“So while visiting this planet, you volunteer to work at the Rumpleminze factory, earn some Clarey Bucks and buy some Rumpleminze because…well…there’s literally nothing else to do in this lovely planet. After a while you get bored and decide to fly back to Earth and spread the good word of Clarey World. You also sing the praises of the galactic quality of Clarey World’s Rumpleminze, and soon people also want to fly to Clarey World to sample its Rumpleminze.
But oh no. There’s a problem.”

I spent many years in the post-secondary educational system both as a student and an instructor.
I have to agree with Captain Capitalism that there’s too much money which, in itself, is bad enough. Worse, however, is the fact that it’s poorly spent. And why not, if there’s guaranteed operating funds from the government. (It wouldn’t look too good if a campus has to close shop because it can’t get enough money to keep the lights on, would it?)
One of the major objectives of each post-secondary institution is “bums in seats”. In order to attract the necessary warm bodies, those places have to offer facilities, services, and courses that those students won’t go somewhere else. Whatever one institution offers, its competitors have to either match or exceed, so guess where much of the money to pay for it comes from? If the students complain about high tuition, the administrators wiggle out of it by claiming that they’re only providing what was demanded.
In addition, academics rarely risk their own cash to do their research, relying, instead, on external funding. There again, they’re using someone else’s money, so why should they worry if it’s wisely spent? (Gee, that sounds like socialism, doesn’t it?)
Much of an academic’s job is money-harvesting, schmoozing with granting agencies in order to get funding. However, once they get it, the money isn’t necessarily under their control. My Ph. D. supervisor told of a former department chairman who insisted that all external funding went into a common pool. (I can imagine the accounting nightmare that would result.)
There was a time when I really hoped I would become a university professor. The more I find out about how things really work in academe, the more I’m glad I never did.
one of the first things I learned in economics, is that when you have too much money chasing a limited supply of goods the price of those goods goes up.

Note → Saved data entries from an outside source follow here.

pub mod chat;
pub mod config;
pub mod doctor;
pub mod input;
pub mod survey;
pub mod vault;

use clap::{Parser, Subcommand};

/// Strategos: AI strategic readiness assessment.
#[derive(Debug, Parser)]
#[command(name = "strategos", version, about)]
pub struct Cli {
    #[command(subcommand)]
    pub command: Command,
}

#[derive(Debug, Subcommand)]
pub enum Command {
    /// Create the local vault password and accept the legal terms.
    Register,
    /// Answer the questionnaire interactively.
    Survey {
        /// Only walk one section (e.g. "data").
        #[arg(long)]
        section: Option<String>,
    },
    /// Set a single answer without the interactive walk.
    Answer {
        /// Question id (see `strategos review`).
        question_id: String,
        /// Answer text. An empty string clears the answer.
        #[arg(trailing_var_arg = true, allow_hyphen_values = true)]
        text: Vec<String>,
    },
    /// Print every question with its current answer.
    Review,
    /// Write a progress backup file.
    Export {
        /// Output path (defaults to strategos-progress-<date>.json).
        #[arg(long, short)]
        output: Option<String>,
    },
    /// Replace all answers with the contents of a backup file.
    Import {
        /// Path to a progress backup file.
        path: String,
    },
    /// Generate the strategic report, then chat about it.
    Report {
        /// Print the report as JSON instead of formatted text.
        #[arg(long)]
        json: bool,
        /// Skip the follow-up chat.
        #[arg(long)]
        no_chat: bool,
    },
    /// Delete the vault password and all saved progress.
    Reset {
        /// Do not ask for confirmation.
        #[arg(long)]
        yes: bool,
    },
    /// Run diagnostic checks against the current configuration.
    Doctor,
    /// Configuration utilities.
    #[command(subcommand)]
    Config(ConfigCommand),
    /// Print version information.
    Version,
}

#[derive(Debug, Subcommand)]
pub enum ConfigCommand {
    /// Parse the config file and report any errors.
    Validate,
    /// Dump the resolved configuration (with defaults) as TOML.
    Show,
    /// Store the API key in the OS keychain.
    SetSecret,
}

// ── Config loading helper ─────────────────────────────────────────────

/// Load the configuration from the path in `STRATEGOS_CONFIG` (or
/// `strategos.toml` by default). Returns the parsed [`Config`] and the
/// path that was used.
///
/// [`Config`]: sg_domain::config::Config
pub fn load_config() -> anyhow::Result<(sg_domain::config::Config, String)> {
    let config_path =
        std::env::var("STRATEGOS_CONFIG").unwrap_or_else(|_| "strategos.toml".into());
    let config = load_config_from(&config_path)?;
    Ok((config, config_path))
}

/// Parse `path`, falling back to defaults when it does not exist.
pub fn load_config_from(path: &str) -> anyhow::Result<sg_domain::config::Config> {
    if !std::path::Path::new(path).exists() {
        return Ok(sg_domain::config::Config::default());
    }
    let raw = std::fs::read_to_string(path).map_err(|e| anyhow::anyhow!("reading {path}: {e}"))?;
    toml::from_str(&raw).map_err(|e| anyhow::anyhow!("parsing {path}: {e}"))
}
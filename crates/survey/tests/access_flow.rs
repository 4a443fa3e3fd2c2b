use sg_domain::error::Error;
use sg_survey::vault::{AUTH_KEY, LEGAL_KEY, PROGRESS_KEY};
use sg_survey::{AccessState, FileKvStore, KvStore, Vault};
use std::sync::Arc;

fn open(dir: &std::path::Path) -> Vault {
    Vault::open(Arc::new(FileKvStore::new(dir))).unwrap()
}

fn unlocked(dir: &std::path::Path) -> Vault {
    let mut vault = open(dir);
    vault.register("s3cret-pass", "s3cret-pass").unwrap();
    vault.accept_legal().unwrap();
    vault
}

#[test]
fn register_then_login_across_restarts() {
    let dir = tempfile::tempdir().unwrap();
    {
        let mut vault = unlocked(dir.path());
        vault.set_answer("q_goals", "Reduce churn by 15%").unwrap();
    }

    let mut vault = open(dir.path());
    assert_eq!(vault.state(), AccessState::NeedsLogin);

    assert!(!vault.login("wrong-password").unwrap());
    assert_eq!(vault.state(), AccessState::NeedsLogin);

    assert!(vault.login("s3cret-pass").unwrap());
    assert_eq!(vault.state(), AccessState::Authenticated);
    assert_eq!(
        vault.responses().unwrap().answer("q_goals"),
        Some("Reduce churn by 15%")
    );
}

#[test]
fn login_without_legal_acceptance_needs_legal() {
    let dir = tempfile::tempdir().unwrap();
    {
        let mut vault = open(dir.path());
        vault.register("s3cret-pass", "s3cret-pass").unwrap();
        // Walk away from the legal screen.
    }

    let mut vault = open(dir.path());
    assert!(vault.login("s3cret-pass").unwrap());
    assert_eq!(vault.state(), AccessState::NeedsLegal);
    vault.accept_legal().unwrap();
    assert_eq!(vault.state(), AccessState::Authenticated);
}

#[test]
fn export_import_round_trip() {
    let dir = tempfile::tempdir().unwrap();
    let mut vault = unlocked(dir.path());
    vault.set_answer("q_goals", "grow").unwrap();
    vault.set_answer("q_trends", "AI everywhere").unwrap();
    let exported = vault.export_responses().unwrap();
    let before = vault.responses().unwrap().clone();

    vault.set_answer("q_goals", "changed").unwrap();
    let outcome = vault.import_responses(&exported).unwrap();
    assert!(outcome.dropped.is_empty());
    assert_eq!(vault.responses().unwrap(), &before);
}

#[test]
fn import_replaces_instead_of_merging() {
    let dir = tempfile::tempdir().unwrap();
    let mut vault = unlocked(dir.path());
    vault.set_answer("q_goals", "grow").unwrap();

    vault.import_responses(r#"{"q_kpis":"nps","unknown_id":"kept"}"#).unwrap();
    let responses = vault.responses().unwrap();
    assert_eq!(responses.answer("q_goals"), None);
    assert_eq!(responses.answer("q_kpis"), Some("nps"));
    assert_eq!(responses.answer("unknown_id"), Some("kept"));

    // Persisted as well.
    let store = FileKvStore::new(dir.path());
    let raw = store.get(PROGRESS_KEY).unwrap().unwrap();
    assert!(raw.contains("\"q_kpis\":\"nps\""));
}

#[test]
fn bad_import_leaves_map_unchanged() {
    let dir = tempfile::tempdir().unwrap();
    let mut vault = unlocked(dir.path());
    vault.set_answer("q_goals", "grow").unwrap();
    let before = vault.responses().unwrap().clone();

    for doc in ["\"a string\"", "7", "[]", "null", "not json"] {
        let err = vault.import_responses(doc).unwrap_err();
        assert!(matches!(err, Error::ImportFormat(_)), "{doc}");
        assert_eq!(vault.responses().unwrap(), &before);
    }
}

#[test]
fn clear_all_makes_progress_unreachable() {
    let dir = tempfile::tempdir().unwrap();
    let mut vault = unlocked(dir.path());
    vault.set_answer("q_goals", "secret plans").unwrap();

    vault.clear_all().unwrap();
    assert_eq!(vault.state(), AccessState::NeedsRegistration);
    assert!(vault.responses().is_err());

    let store = FileKvStore::new(dir.path());
    for key in [AUTH_KEY, LEGAL_KEY, PROGRESS_KEY] {
        assert_eq!(store.get(key).unwrap(), None, "{key}");
    }

    // A restart sees a brand new vault, and a new account starts empty.
    let mut vault = open(dir.path());
    assert_eq!(vault.state(), AccessState::NeedsRegistration);
    vault.register("another-pass", "another-pass").unwrap();
    vault.accept_legal().unwrap();
    assert!(vault.responses().unwrap().is_empty());
}

#[test]
fn clear_all_from_login_screen() {
    let dir = tempfile::tempdir().unwrap();
    drop(unlocked(dir.path()));

    let mut vault = open(dir.path());
    assert_eq!(vault.state(), AccessState::NeedsLogin);
    vault.clear_all().unwrap();
    assert_eq!(vault.state(), AccessState::NeedsRegistration);
}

Dang. Now I want some rumpleminze.
Obama’s FAFSA calculations squeeze every last dollar out of so-called “rich” parents. Obama succeeded in transferring the wealth of prime college student families into the pockets of radical leftist professors like Terrorist, anti-American Bill Ayers. Add to that massive scholarships and loans made to “underserved” communities … and you’ve flooded our colleges with malcontent “students” who are struggling to keep up (academically) and compiling massive debt. Obama created a dysfunctional college debt bubble … which will probably end up like the S&L bubble … all “purchased” by the Federal government, thus completing the full transfer of $$$$$ to the “underserved” communities. If SHE were elected President … the college debt would already have been “purchased” by the Congress … with Mitch McConnell’s full blessing.